The version of the essay that follows was translated into English in 1896 by T. Bailey Saunders for The Art of Controversy, and Other Posthumous Papers (London: Sonnenschein/New York: Macmillan, 1896). We've done some minor editing to make it easier to read.

38 Ways to Win an Argument from Arthur Schopenhauer's The Art of Controversy

1. Carry your opponent's proposition beyond its natural limits; exaggerate it. The more general your opponent's statement becomes, the more objections you can find against it. The more restricted and narrow your own propositions remain, the easier they are to defend.

2. Use different meanings of your opponent's words to refute his argument.
Example: Person A says, "You do not understand the mysteries of Kant's philosophy." Person B replies, "Oh, if it's mysteries you're talking about, I'll have nothing to do with them."

3. Ignore your opponent's proposition, which was intended to refer to some particular thing. Rather, understand it in some quite different sense, and then refute it. Attack something different than what was asserted.

4. Hide your conclusion from your opponent until the end. Mingle your premises here and there in your talk. Get your opponent to agree to them in no definite order. By this circuitous route you conceal your goal until you have reached all the admissions necessary to reach your goal.

5. Use your opponent's beliefs against him. If your opponent refuses to accept your premises, use his own premises to your advantage.
Example: If the opponent is a member of an organization or a religious sect to which you do not belong, you may employ the declared opinions of this group against the opponent.

6. Confuse the issue by changing your opponent's words or what he or she seeks to prove.
Example: Call something by a different name: "good repute" instead of "honor," "virtue" instead of "virginity," "red-blooded" instead of "vertebrates."

7. State your proposition and show the truth of it by asking the opponent many questions. By asking many wide-reaching questions at once, you may hide what you want to get admitted. Then you quickly propound the argument resulting from the opponent's admissions.

8. Make your opponent angry. An angry person is less capable of using judgment or perceiving where his or her advantage lies.

9. Use your opponent's answers to your questions to reach different or even opposite conclusions.

10. If your opponent answers all your questions negatively and refuses to grant you any points, ask him or her to concede the opposite of your premises. This may confuse the opponent as to which point you actually seek him to concede.

11. If the opponent grants you the truth of some of your premises, refrain from asking him or her to agree to your conclusion. Later, introduce your conclusion as a settled and admitted fact. Your opponent and others in attendance may come to believe that your conclusion was admitted.

12. If the argument turns upon general ideas with no particular names, you must use language or a metaphor that is favorable to your proposition.
Example: What an impartial person would call "public worship" or a "system of religion" is described by an adherent as "piety" or "godliness" and by an opponent as "bigotry" or "superstition." In other words, inset what you intend to prove into the definition of the idea.

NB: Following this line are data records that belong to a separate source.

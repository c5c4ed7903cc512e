//! Core domain types for dlgview.
//!
//! - `Control` - a parsed class block with raw positional fields
//! - `Layout` - resolved pixel geometry, optionally margin-normalized
//! - `MarginMode` - the preview mode toggle

mod control;
mod layout;

pub use control::{Control, Display, Field, Property, SCALE_X, SCALE_Y};
pub use layout::{
    extract_leading_number, resolve_geometry, Geometry, GeometryError, Layout, MarginMode,
    ResolvedControl,
};
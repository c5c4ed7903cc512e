//! List command implementation.
//!
//! Prints the controls of a descriptor to stdout, as a table or as JSON.

use std::io::{self, Write};
use std::path::PathBuf;

use clap::Args;

use crate::dialog::DialogPreview;
use crate::discovery::load_config;
use crate::error::Result;
use crate::output::{plural, Printer};
use crate::parser::offset_to_location;
use crate::render::layout_to_json;
use crate::types::MarginMode;

use super::read_descriptor;

/// List the controls of a descriptor
#[derive(Args, Debug)]
pub struct ListArgs {
    /// Descriptor file to list
    pub file: PathBuf,

    /// Margin mode: 0 = truncated, 1 = original coordinates
    #[arg(long)]
    pub mode: Option<MarginMode>,

    /// Print JSON instead of a table
    #[arg(long)]
    pub json: bool,
}

pub fn run(args: ListArgs, printer: &Printer) -> Result<()> {
    let config = load_config(".")?;
    let mode = args.mode.unwrap_or(config.mode);
    let source = read_descriptor(&args.file)?;
    let preview = DialogPreview::from_source(&source, mode)?;

    let mut stdout = io::stdout().lock();
    if args.json {
        writeln!(stdout, "{}", layout_to_json(&preview)?)?;
    } else {
        write_table(&mut stdout, &preview, &source)?;
    }

    for error in &preview.geometry_errors {
        printer.warning("Skipped", &error.to_string());
    }
    printer.info(
        "Listed",
        &format!(
            "{} in {}",
            plural(preview.layout.len(), "control", "controls"),
            preview.display_name()
        ),
    );
    Ok(())
}

/// Write one row per laid-out control.
pub fn write_table(out: &mut impl Write, preview: &DialogPreview, source: &str) -> io::Result<()> {
    let name_width = preview
        .layout
        .controls()
        .iter()
        .map(|c| c.name.len())
        .max()
        .unwrap_or(0)
        .max("NAME".len());
    let type_width = preview
        .layout
        .controls()
        .iter()
        .filter_map(|c| c.kind.as_ref().map(String::len))
        .max()
        .unwrap_or(0)
        .max("TYPE".len());

    writeln!(
        out,
        "{:<name_width$}  {:<type_width$}  {:>6}  {:>8}  {:>8}  {:>8}  {:>8}  LINE",
        "NAME", "TYPE", "IDC", "X", "Y", "W", "H"
    )?;

    for c in preview.layout.controls() {
        let idc = c.idc.map(|v| v.to_string()).unwrap_or_else(|| "-".to_string());
        writeln!(
            out,
            "{:<name_width$}  {:<type_width$}  {:>6}  {:>8.1}  {:>8.1}  {:>8.1}  {:>8.1}  {}",
            c.name,
            c.kind.as_deref().unwrap_or("-"),
            idc,
            c.pos_x,
            c.pos_y,
            c.width,
            c.height,
            offset_to_location(source, c.offset),
        )?;
    }
    Ok(())
}

#[cfg(test)]
mod tests {
    use super::*;
    use pretty_assertions::assert_eq;

    #[test]
    fn test_write_table() {
        let source = "class D {\n  class Title: RscText { idc = 7; x = 0.1; y = 0.1; w = 0.5; h = 0.05; };\n  class Ok { x = 0.2; y = 0.2; w = 0.1; h = 0.1; };\n};";
        let preview = DialogPreview::from_source(source, MarginMode::Original).unwrap();

        let mut out = Vec::new();
        write_table(&mut out, &preview, source).unwrap();
        let text = String::from_utf8(out).unwrap();
        let lines: Vec<&str> = text.lines().collect();

        assert_eq!(lines.len(), 3);
        assert_eq!(
            lines[1],
            "Title  RscText       7     220.0     150.0    1100.0      75.0  2:3"
        );
        assert!(lines[2].starts_with("Ok     -             -     440.0     300.0"));
    }
}
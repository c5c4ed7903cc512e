//! HTML preview of a dialog layout.
//!
//! Each control is an absolutely positioned box inside a relative
//! container. Boxes carry `data-offset`, `data-line` and `data-column` so a
//! host can jump to the declaration in the source file.

use std::fmt::Write as _;
use std::fs;
use std::path::Path;

use crate::dialog::DialogPreview;
use crate::error::{DlgError, Result};
use crate::parser::offset_to_location;
use crate::types::{GeometryError, Layout, ResolvedControl};

const STYLE: &str = "\
body { background: #1e1e1e; color: #ddd; font-family: sans-serif; }
.dlg-layout { position: relative; }
.dlg-control { position: absolute; box-sizing: border-box; font-size: 12px; \
border: 1px dashed white; overflow: hidden; }
.dlg-errors { color: #f48771; }
";

/// Render one control box.
pub fn render_control(control: &ResolvedControl, source: &str) -> String {
    let location = offset_to_location(source, control.offset);
    let title = match &control.kind {
        Some(kind) => format!("{} ({})", control.name, kind),
        None => control.name.clone(),
    };

    format!(
        "<div class=\"dlg-control\" style=\"left: {}px; top: {}px; width: {}px; height: {}px;\" \
         data-offset=\"{}\" data-line=\"{}\" data-column=\"{}\" title=\"{}\">{}</div>",
        format_px(control.pos_x),
        format_px(control.pos_y),
        format_px(control.width),
        format_px(control.height),
        control.offset,
        location.line,
        location.column,
        escape(&title),
        escape(&control.name),
    )
}

/// Render the layout container with all control boxes.
pub fn render_layout(layout: &Layout, source: &str) -> String {
    let (width, height) = layout.extent();
    let mut html = format!(
        "<div class=\"dlg-layout\" style=\"width: {}px; height: {}px;\">\n",
        format_px(width),
        format_px(height)
    );
    for control in layout.controls() {
        html.push_str("  ");
        html.push_str(&render_control(control, source));
        html.push('\n');
    }
    html.push_str("</div>");
    html
}

/// Render a complete preview page.
pub fn render_page(preview: &DialogPreview, source: &str) -> String {
    let mut body = render_layout(&preview.layout, source);
    if !preview.geometry_errors.is_empty() {
        body.push('\n');
        body.push_str(&render_errors(&preview.geometry_errors, source));
    }
    document(preview.display_name(), &body)
}

/// Render the page shown when a descriptor cannot be parsed at all.
pub fn render_error_page(message: &str) -> String {
    document("error", &format!("<pre class=\"dlg-errors\">ERROR: {}</pre>", escape(message)))
}

/// Write rendered HTML to disk.
pub fn write_html(html: &str, path: &Path) -> Result<()> {
    if let Some(parent) = path.parent().filter(|p| !p.as_os_str().is_empty()) {
        fs::create_dir_all(parent).map_err(|e| DlgError::Io {
            path: parent.to_path_buf(),
            message: format!("Failed to create output directory: {}", e),
        })?;
    }
    fs::write(path, html).map_err(|e| DlgError::Io {
        path: path.to_path_buf(),
        message: format!("Failed to write preview: {}", e),
    })
}

fn render_errors(errors: &[GeometryError], source: &str) -> String {
    let mut html = String::from("<ul class=\"dlg-errors\">\n");
    for error in errors {
        let location = offset_to_location(source, error.offset);
        let _ = writeln!(
            html,
            "  <li data-offset=\"{}\">{} ({})</li>",
            error.offset,
            escape(&error.to_string()),
            location
        );
    }
    html.push_str("</ul>");
    html
}

fn document(title: &str, body: &str) -> String {
    format!(
        "<!DOCTYPE html>\n<html>\n<head>\n<meta charset=\"utf-8\">\n<title>{}</title>\n\
         <style>\n{}</style>\n</head>\n<body>\n{}\n</body>\n</html>\n",
        escape(title),
        STYLE,
        body
    )
}

/// Pixel values with at most two decimals, no trailing zeros.
fn format_px(value: f64) -> String {
    let rounded = (value * 100.0).round() / 100.0 + 0.0;
    format!("{}", rounded)
}

fn escape(text: &str) -> String {
    let mut out = String::with_capacity(text.len());
    for c in text.chars() {
        match c {
            '&' => out.push_str("&amp;"),
            '<' => out.push_str("&lt;"),
            '>' => out.push_str("&gt;"),
            '"' => out.push_str("&quot;"),
            '\'' => out.push_str("&#39;"),
            _ => out.push(c),
        }
    }
    out
}

#[cfg(test)]
mod tests {
    use super::*;
    use crate::types::MarginMode;
    use tempfile::tempdir;

    const LAYER: &str = "class RscTitles { class Layer1 { x=0; y=0; w=0.3; h=0.05; }; };";

    #[test]
    fn test_render_control_snapshot() {
        let preview = DialogPreview::from_source(LAYER, MarginMode::Truncated).unwrap();
        let html = render_control(&preview.layout.controls()[0], LAYER);

        insta::assert_snapshot!(html, @r#"<div class="dlg-control" style="left: 0px; top: 0px; width: 660px; height: 75px;" data-offset="18" data-line="1" data-column="19" title="Layer1">Layer1</div>"#);
    }

    #[test]
    fn test_render_layout_contains_every_control() {
        let source = r#"
class D {
    class A: RscText { x = 0.1; y = 0.1; w = 0.1; h = 0.1; };
    class B: RscButton { x = 0.2; y = 0.2; w = 0.1; h = 0.1; };
};
"#;
        let preview = DialogPreview::from_source(source, MarginMode::Original).unwrap();
        let html = render_layout(&preview.layout, source);

        assert!(html.starts_with("<div class=\"dlg-layout\""));
        assert!(html.contains("title=\"A (RscText)\">A</div>"));
        assert!(html.contains("title=\"B (RscButton)\">B</div>"));
        assert!(html.contains("data-line=\"3\""));
        assert!(html.contains("data-line=\"4\""));
    }

    #[test]
    fn test_render_page_lists_geometry_errors() {
        let source = "class D { class A { x = 0; y = 0; h = 0.1; }; };";
        let preview = DialogPreview::from_source(source, MarginMode::Truncated).unwrap();
        let page = render_page(&preview, source);

        assert!(page.contains("<title>D</title>"));
        assert!(page.contains("Control &#39;A&#39; has no numeric value for `w`"));
    }

    #[test]
    fn test_error_page_is_escaped() {
        let page = render_error_page("bad <input>");
        assert!(page.contains("ERROR: bad &lt;input&gt;"));
    }

    #[test]
    fn test_format_px() {
        assert_eq!(format_px(660.0), "660");
        assert_eq!(format_px(12.3456), "12.35");
        assert_eq!(format_px(-0.0), "0");
    }

    #[test]
    fn test_write_html_creates_directory() {
        let dir = tempdir().unwrap();
        let path = dir.path().join("out").join("dialog.html");
        write_html("<p>hi</p>", &path).unwrap();
        assert_eq!(fs::read_to_string(&path).unwrap(), "<p>hi</p>");
    }
}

13. To make your opponent accept a proposition, you must give him an opposite, counter-proposition as well. If the contrast is glaring, the opponent will accept your proposition to avoid being paradoxical.
Example: If you want him to admit that a boy must do everything that his father tells him to do, ask him, "whether in all things we must obey or disobey our parents." Or, if a thing is said to occur "often," ask whether you are to understand "often" to mean few or many times, the opponent will say "many." It is as though you were to put gray next to black and call it white, or gray next to white and call it black.

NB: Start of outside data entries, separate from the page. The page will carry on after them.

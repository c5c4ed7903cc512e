//! Single-pass descriptor scanner.

use std::fmt;

use crate::error::{DlgError, Result};
use crate::types::{Control, Display, Property};

use super::header::{Assignment, ClassHeader};
use super::source::{mask_source, Cursor};
use super::state::{transition, ScanState, Transition};

/// Input ran out with blocks still open. Controls closed before that point
/// are kept.
#[derive(Debug, Clone, PartialEq, Eq)]
pub struct Incomplete {
    /// Names of the blocks still open, outermost first.
    pub open_blocks: Vec<String>,
    /// Byte offset where scanning stopped.
    pub stopped_at: usize,
}

impl fmt::Display for Incomplete {
    fn fmt(&self, f: &mut fmt::Formatter<'_>) -> fmt::Result {
        write!(
            f,
            "descriptor ends inside {} (unclosed: {})",
            self.open_blocks.last().map(String::as_str).unwrap_or("?"),
            self.open_blocks.join(" > ")
        )
    }
}

/// Result of one parse call.
#[derive(Debug, Clone, PartialEq)]
pub struct ParsedDialog {
    /// The outer display class.
    pub display: Display,
    /// Emitted controls in declaration order.
    pub controls: Vec<Control>,
    /// Set when the scan stopped before the display closed.
    pub incomplete: Option<Incomplete>,
}

impl ParsedDialog {
    /// Find an emitted control by class name.
    pub fn control(&self, name: &str) -> Option<&Control> {
        self.controls.iter().find(|c| c.name == name)
    }
}

/// A class block seen during the scan.
struct Block {
    record: Control,
    /// Indices of nested class blocks, in declaration order.
    children: Vec<usize>,
    closed: bool,
}

impl Block {
    /// A block that only groups other classes (`class controls { ... }`).
    ///
    /// Anything with a declared type or position is a control even when it
    /// nests classes of its own (list boxes with a `ScrollBar`, controls
    /// groups).
    fn is_container(&self) -> bool {
        !self.children.is_empty() && self.record.kind.is_none() && !self.record.has_position()
    }
}

/// What the enclosing block is to its nested classes.
#[derive(Debug, Clone, Copy, PartialEq, Eq)]
enum Parent {
    /// The display or a container: every leaf inside is a control.
    Container,
    /// A control: nested leaves are helper blocks unless they declare a
    /// position.
    Control,
}

/// Per-call scan state. Nothing outlives [`parse_descriptor`].
///
/// Block 0 is the display. Emission is decided once the scan ends, when
/// every block knows whether it nests other classes.
struct ScanContext {
    state: ScanState,
    blocks: Vec<Block>,
    /// Indices of the blocks still open, outermost first.
    stack: Vec<usize>,
    finished: bool,
}

impl ScanContext {
    fn new() -> Self {
        Self {
            state: ScanState::Display,
            blocks: Vec::new(),
            stack: Vec::new(),
            finished: false,
        }
    }

    fn open(&mut self, header: ClassHeader<'_>) {
        let index = self.blocks.len();
        self.blocks.push(Block {
            record: Control::new(header.name, header.base.map(str::to_string), header.offset),
            children: Vec::new(),
            closed: false,
        });
        if let Some(&parent) = self.stack.last() {
            self.blocks[parent].children.push(index);
        }
        self.stack.push(index);
    }

    fn assign(&mut self, assignment: Assignment<'_>) {
        let Some(property) = Property::from_name(assignment.name) else {
            return;
        };
        if let Some(&index) = self.stack.last() {
            self.blocks[index].record.set_property(property, assignment.value);
        }
    }

    fn close(&mut self) {
        let Some(index) = self.stack.pop() else {
            return;
        };
        self.blocks[index].closed = true;
        if self.stack.is_empty() {
            self.finished = true;
        }
    }

    /// Collect controls under `index` in declaration order. Blocks still
    /// open at the end of input are never emitted, but closed blocks
    /// inside them are.
    fn collect(&self, index: usize, parent: Parent, out: &mut Vec<Control>) {
        for &child in &self.blocks[index].children {
            let block = &self.blocks[child];
            if block.is_container() {
                self.collect(child, Parent::Container, out);
                continue;
            }

            let emit = match parent {
                Parent::Container => true,
                Parent::Control => block.record.has_position(),
            };
            if emit && block.closed {
                out.push(block.record.clone());
            }
            self.collect(child, Parent::Control, out);
        }
    }

    fn finish(self, stopped_at: usize) -> Result<ParsedDialog> {
        if self.blocks.is_empty() {
            return Err(DlgError::NoDisplayFound);
        }

        let mut controls = Vec::new();
        self.collect(0, Parent::Container, &mut controls);

        let incomplete = (!self.finished).then(|| Incomplete {
            open_blocks: self
                .stack
                .iter()
                .map(|&i| self.blocks[i].record.name.clone())
                .collect(),
            stopped_at,
        });

        let mut blocks = self.blocks;
        let display = blocks.swap_remove(0).record;

        Ok(ParsedDialog {
            display,
            controls,
            incomplete,
        })
    }
}

/// Parse descriptor text into its display and controls.
///
/// Every call scans with fresh state. Malformed or truncated text yields
/// the controls that closed before the problem, with
/// [`ParsedDialog::incomplete`] set. The only failure is
/// [`DlgError::NoDisplayFound`] when the text has no outer class at all.
///
/// Scanning stops once the display block closes.
pub fn parse_descriptor(source: &str) -> Result<ParsedDialog> {
    let masked = mask_source(source);
    let mut cursor = Cursor::new(&masked);
    let mut ctx = ScanContext::new();

    while !ctx.finished {
        let Some(segment) = cursor.next_segment() else {
            break;
        };
        let step = transition(ctx.state, &segment);
        ctx.state = step.next;

        match step.action {
            Transition::OpenDisplay(header) | Transition::OpenControl(header) => ctx.open(header),
            Transition::SkipBlock => {
                cursor.skip_block();
            }
            Transition::Assign(assignment) => ctx.assign(assignment),
            Transition::Ignore => {}
            Transition::Close(assignment) => {
                if let Some(assignment) = assignment {
                    ctx.assign(assignment);
                }
                ctx.close();
            }
        }
    }

    let stopped_at = cursor.position();
    ctx.finish(stopped_at)
}

#[cfg(test)]
mod tests {
    use super::*;
    use pretty_assertions::assert_eq;

    fn names(parsed: &ParsedDialog) -> Vec<&str> {
        parsed.controls.iter().map(|c| c.name.as_str()).collect()
    }

    #[test]
    fn test_single_layer() {
        let source = "class RscTitles { class Layer1 { x=0; y=0; w=0.3; h=0.05; }; };";
        let parsed = parse_descriptor(source).unwrap();

        assert_eq!(parsed.display.name, "RscTitles");
        assert_eq!(parsed.controls.len(), 1);

        let layer = &parsed.controls[0];
        assert_eq!(layer.name, "Layer1");
        assert_eq!(layer.kind, None);
        assert_eq!(layer.offset, source.find("class Layer1").unwrap());
        assert_eq!(layer.w.as_deref(), Some("0.3"));
        assert!(parsed.incomplete.is_none());
    }

    #[test]
    fn test_controls_in_declaration_order() {
        let source = r#"
class MyDialog {
    idd = 4100;
    class Background: RscText { x = 0; y = 0; w = 1; h = 1; };
    class Title: RscText { idc = 1000; x = 0.1; y = 0.1; w = 0.5; h = 0.05; };
    class Close: RscButton { idc = 1001; x = 0.8; y = 0.9; w = 0.1; h = 0.05; };
};
"#;
        let parsed = parse_descriptor(source).unwrap();

        assert_eq!(names(&parsed), vec!["Background", "Title", "Close"]);
        assert_eq!(parsed.display.idd, Some(4100));
        assert_eq!(parsed.controls[1].kind.as_deref(), Some("RscText"));
        assert_eq!(parsed.controls[2].idc, Some(1001));
    }

    #[test]
    fn test_empty_display_has_no_controls() {
        let parsed = parse_descriptor("class Empty { idd = 1; };").unwrap();
        assert!(parsed.controls.is_empty());
        assert_eq!(parsed.display.name, "Empty");
    }

    #[test]
    fn test_no_display_is_fatal() {
        assert!(matches!(parse_descriptor(""), Err(DlgError::NoDisplayFound)));
        assert!(matches!(
            parse_descriptor("just some text; nothing here;"),
            Err(DlgError::NoDisplayFound)
        ));
        assert!(matches!(
            parse_descriptor("class RscText;\nclass RscButton;"),
            Err(DlgError::NoDisplayFound)
        ));
    }

    #[test]
    fn test_unrecognized_properties_are_not_stored() {
        let source = r#"
class D {
    class Box: RscText {
        x = 0.1;
        colorBackground[] = {0,0,0,1};
        style = 2;
        y = 0.2;
        w = 0.3;
        h = 0.4;
    };
};
"#;
        let parsed = parse_descriptor(source).unwrap();
        let boxed = parsed.control("Box").unwrap();

        assert_eq!(boxed.x.as_deref(), Some("0.1"));
        assert_eq!(boxed.y.as_deref(), Some("0.2"));
        assert_eq!(boxed.h.as_deref(), Some("0.4"));
    }

    #[test]
    fn test_forward_declarations_and_includes() {
        let source = r#"#include "defines.hpp"
class RscText;
class RscButton;

class Menu {
    // class Commented { x = 1; };
    class Item: RscButton { x = 0.1; y = 0.1; w = 0.1; h = 0.1; };
};
"#;
        let parsed = parse_descriptor(source).unwrap();
        assert_eq!(parsed.display.name, "Menu");
        assert_eq!(names(&parsed), vec!["Item"]);
    }

    #[test]
    fn test_container_blocks_are_transparent() {
        let source = r#"
class Shop {
    idd = 7000;
    class ControlsBackground {
        class Back: RscText { x = 0; y = 0; w = 1; h = 1; };
    };
    class Controls {
        class List: RscListBox { x = 0.1; y = 0.1; w = 0.4; h = 0.8; };
        class Buy: RscButton { x = 0.6; y = 0.8; w = 0.2; h = 0.05; };
    };
};
"#;
        let parsed = parse_descriptor(source).unwrap();
        assert_eq!(names(&parsed), vec!["Back", "List", "Buy"]);
    }

    #[test]
    fn test_helper_blocks_inside_control_are_not_emitted() {
        let source = r#"
class D {
    class Info: RscStructuredText {
        x = 0.1; y = 0.1; w = 0.2; h = 0.2;
        class Attributes { font = "PuristaMedium"; align = "center"; };
    };
};
"#;
        let parsed = parse_descriptor(source).unwrap();
        assert_eq!(names(&parsed), vec!["Info"]);
        assert_eq!(parsed.controls[0].w.as_deref(), Some("0.2"));
    }

    #[test]
    fn test_nameless_block_is_skipped() {
        let source = "class D { weird { x = 5; }; class A { x = 0.1; }; };";
        let parsed = parse_descriptor(source).unwrap();
        assert_eq!(names(&parsed), vec!["A"]);
        assert_eq!(parsed.controls[0].x.as_deref(), Some("0.1"));
    }

    #[test]
    fn test_truncated_input_keeps_closed_controls() {
        let source = "class D { class A { x = 0; y = 0; w = 1; h = 1; }; class B { x = 0.5;";
        let parsed = parse_descriptor(source).unwrap();

        assert_eq!(names(&parsed), vec!["A"]);
        let incomplete = parsed.incomplete.unwrap();
        assert_eq!(incomplete.open_blocks, vec!["D".to_string(), "B".to_string()]);
    }

    #[test]
    fn test_scan_stops_at_display_close() {
        let source = "class First { class A { x = 0; }; }; class Second { class B { x = 0; }; };";
        let parsed = parse_descriptor(source).unwrap();
        assert_eq!(parsed.display.name, "First");
        assert_eq!(names(&parsed), vec!["A"]);
    }

    #[test]
    fn test_last_assignment_without_semicolon_is_kept() {
        let source = "class D { class A { x = 0.1; y = 0.2 }; };";
        let parsed = parse_descriptor(source).unwrap();
        assert_eq!(names(&parsed), vec!["A"]);
        assert_eq!(parsed.controls[0].y.as_deref(), Some("0.2"));
    }

    #[test]
    fn test_controls_without_position_in_container_are_emitted() {
        let source = r#"
class D {
    class Controls {
        class Title: RscTitle { idc = 5; text = "Hi"; };
        class Note: RscText { idc = 6; };
    };
};
"#;
        let parsed = parse_descriptor(source).unwrap();

        assert_eq!(names(&parsed), vec!["Title", "Note"]);
        assert_eq!(parsed.controls[0].idc, Some(5));
        assert!(!parsed.controls[0].has_position());
    }

    #[test]
    fn test_untyped_leaf_in_container_is_emitted() {
        let source = "class D { class controls { class Plain { idc = 1; }; }; };";
        let parsed = parse_descriptor(source).unwrap();
        assert_eq!(names(&parsed), vec!["Plain"]);
    }

    #[test]
    fn test_controls_group_children() {
        let source = r#"
class D {
    class Group: RscControlsGroup {
        x = 0.1; y = 0.1; w = 0.5; h = 0.5;
        class VScrollbar { width = 0.02; };
        class Controls {
            class Inner: RscText { idc = 10; };
            class Positioned: RscText { x = 0; y = 0; w = 0.1; h = 0.1; };
        };
    };
};
"#;
        let parsed = parse_descriptor(source).unwrap();
        assert_eq!(names(&parsed), vec!["Group", "Inner", "Positioned"]);
    }

    #[test]
    fn test_crlf_macro_continuation_is_not_code() {
        let source = "#define CTRL(n) \\\r\n  class n { x = 0.1; y = 0.1; w = 0.1; h = 0.1; };\r\nclass D {\r\n  class Real { x = 0.2; y = 0.2; w = 0.1; h = 0.1; };\r\n};\r\n";
        let parsed = parse_descriptor(source).unwrap();

        assert_eq!(parsed.display.name, "D");
        assert_eq!(names(&parsed), vec!["Real"]);
        assert!(parsed.incomplete.is_none());
    }

    #[test]
    fn test_independent_calls_do_not_share_state() {
        let first = parse_descriptor("class D1 { class A { x = 0; }; class B { x = 0; }; };").unwrap();
        let second = parse_descriptor("class D2 { class C { x = 0; }; };").unwrap();

        assert_eq!(names(&first), vec!["A", "B"]);
        assert_eq!(names(&second), vec!["C"]);
        assert_eq!(second.display.name, "D2");
    }
}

14. Try to bluff your opponent. If he or she has answered several of your questions without the answers turning out in favor of your conclusion, advance your conclusion triumphantly, even if it does not follow. If your opponent is shy or stupid, and you yourself possess a great deal of impudence and a good voice, the technique may succeed.

15. If you wish to advance a proposition that is difficult to prove, put it aside for the moment. Instead, submit for your opponent's acceptance or rejection some true proposition, as though you wished to draw your proof from it. Should the opponent reject it because he suspects a trick, you can obtain your triumph by showing how absurd the opponent is to reject an obviously true proposition. Should the opponent accept it, you now have reason on your side for the moment. You can either try to prove your original proposition, as in #14, or maintain that your original proposition is proved by what your opponent accepted. For this an extreme degree of impudence is required, but experience shows cases of it succeeding.

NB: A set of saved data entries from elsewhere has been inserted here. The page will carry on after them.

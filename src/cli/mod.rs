pub mod completions;
pub mod init;
pub mod list;
pub mod locate;
pub mod preview;
pub mod validate;

use std::fs;
use std::path::Path;

use clap::{Parser, Subcommand};

use crate::error::{DlgError, Result};

/// dlgview - Dialog descriptor previewer
#[derive(Parser, Debug)]
#[command(name = "dlgview")]
#[command(version, about, long_about = None)]
pub struct Cli {
    #[command(subcommand)]
    pub command: Commands,

    /// Log level: error, warn, info, debug, trace
    #[arg(long, global = true, default_value = "warn", value_name = "LEVEL")]
    pub log_level: String,
}

impl Cli {
    /// Log level as an env_logger filter string.
    pub fn log_filter(&self) -> &str {
        match self.log_level.to_lowercase().as_str() {
            "error" => "error",
            "info" => "info",
            "debug" => "debug",
            "trace" => "trace",
            _ => "warn",
        }
    }
}

#[derive(Subcommand, Debug)]
pub enum Commands {
    /// Render a descriptor to an HTML preview
    Preview(preview::PreviewArgs),

    /// List the controls of a descriptor
    List(list::ListArgs),

    /// Check descriptors for problems without rendering
    Validate(validate::ValidateArgs),

    /// Print the source location of a control declaration
    Locate(locate::LocateArgs),

    /// Initialize a dlgview project (generates dlgview.yaml)
    Init(init::InitArgs),

    /// Generate shell completions
    Completions(completions::CompletionsArgs),
}

/// Read a descriptor file.
pub(crate) fn read_descriptor(path: &Path) -> Result<String> {
    fs::read_to_string(path).map_err(|e| DlgError::Io {
        path: path.to_path_buf(),
        message: format!("Failed to read descriptor: {}", e),
    })
}

#[cfg(test)]
mod tests {
    use super::*;

    #[test]
    fn test_cli_parses_preview() {
        let cli = Cli::try_parse_from(["dlgview", "preview", "ui/shop.hpp", "--mode", "1"]).unwrap();
        match cli.command {
            Commands::Preview(args) => {
                assert_eq!(args.file, Path::new("ui/shop.hpp"));
                assert_eq!(args.mode, Some(crate::types::MarginMode::Original));
            }
            other => panic!("expected preview, got {:?}", other),
        }
    }

    #[test]
    fn test_cli_rejects_bad_mode() {
        assert!(Cli::try_parse_from(["dlgview", "list", "a.hpp", "--mode", "7"]).is_err());
    }

    #[test]
    fn test_log_filter() {
        let cli = Cli::try_parse_from(["dlgview", "--log-level", "DEBUG", "init"]).unwrap();
        assert_eq!(cli.log_filter(), "debug");

        let cli = Cli::try_parse_from(["dlgview", "init"]).unwrap();
        assert_eq!(cli.log_filter(), "warn");
    }
}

16. When your opponent puts forth a proposition, find it inconsistent with his or her other statements, beliefs, actions or lack of action.
Example: Should your opponent defend suicide, you may at once exclaim, "Why don't you hang yourself?" Should the opponent maintain that his city is an unpleasant place to live, you may say, "Why don't you leave on the first plane?"

17. If your opponent presses you with a counter-proof, you will often be able to save yourself by advancing some subtle distinction. Try to find a second meaning or an ambiguous sense for your opponent's idea.

18. If your opponent has taken up a line of argument that will end in your defeat, you must not allow him to carry it to its conclusion. Interrupt the dispute, break it off altogether, or lead the opponent to a different subject.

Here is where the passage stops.